Stare Decisis. I. There is no merit in the contention that the record fails to show any evidence tending to prove that the contract for the sale of the ties was made between the plaintiff and defendant. The record on that subject is exactly as it was when the case was last here, when it was ruled that it afforded ample evidence on which to submit that issue to the jury. This assignment of error is, therefore, ruled against appellant.
, Instructions. II. It is next insisted that the instructions given by the trial court were erroneous. It is a sufficient answer to say that on the last appeal this cause was reversed and remanded for the failure of the court to give two instructions set out in the opinion of the court which the trial court had refused to give at plaintiff’s instance and which this court held should have been given, and that those two instructions, except the changes necessary to transform them from declarations of law into instructions to juries, are identical with the ones which are complained of on the present appeal. We, therefore, rule this, assignment against appellant.

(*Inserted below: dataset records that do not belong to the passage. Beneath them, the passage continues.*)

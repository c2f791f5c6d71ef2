//! Data Transfer Objects for REST request/response serialization.
//!
//! Domain types that already carry `Serialize`/`ToSchema` are returned
//! as-is; the DTOs here only wrap lists and shape request bodies.

pub mod admin_dto;
pub mod campaign_dto;
pub mod common_dto;

pub use admin_dto::*;
pub use campaign_dto::*;
pub use common_dto::*;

*521Self-Serving Testimony. III. Lastly, it is contended by appellant that the court erred in permitting plaintiff to show by the testimony of its attorney, who prepared this lien claim and notice thereof as for a sale made by P^^iff Graham & Miller, that when he presented this paper to the officers of the plaintiff corporation they objected to that statement, and that though he filed the notice in this form, he afterwards went back to the office of the plaintiff, found out the facts and prepared a new notice five or sis days later, showing that the sale was made to the defendant railroad company and the said Graham & Miller as joint purchasers. Under these facts we do not think this second notice is under the ban of the rule prohibiting the introduction in evidence of a self-serving statement. The testimony discloses that the original draft of the lien claimed and notice thereof, was prepared by the attorney without full consultation which his clients and that upon the ascertainment by him of the facts as to the parties to the contract, he filed one in strict accordance with their instructions.
It would be obviously unfair to use the first draft of that document against the plaintiff without permitting it to show the second notice made for the purpose of rectifying the former and showing the real nature of its claim against defendant. This matter of filing the claim for a lien was all one transaction and did not become otherwise by the lapse of the few days necessary for the attorney to ascertain the facts before amending his claim in accordance therewith. As the defendant had used a part of this transaction, the plaintiff was entitled that the whole of it should be disclosed to the jury.
IY. This cause has been tried in conformity with the laws declared on' its last appeal. The result is the judgment must be affirmed.
All concur.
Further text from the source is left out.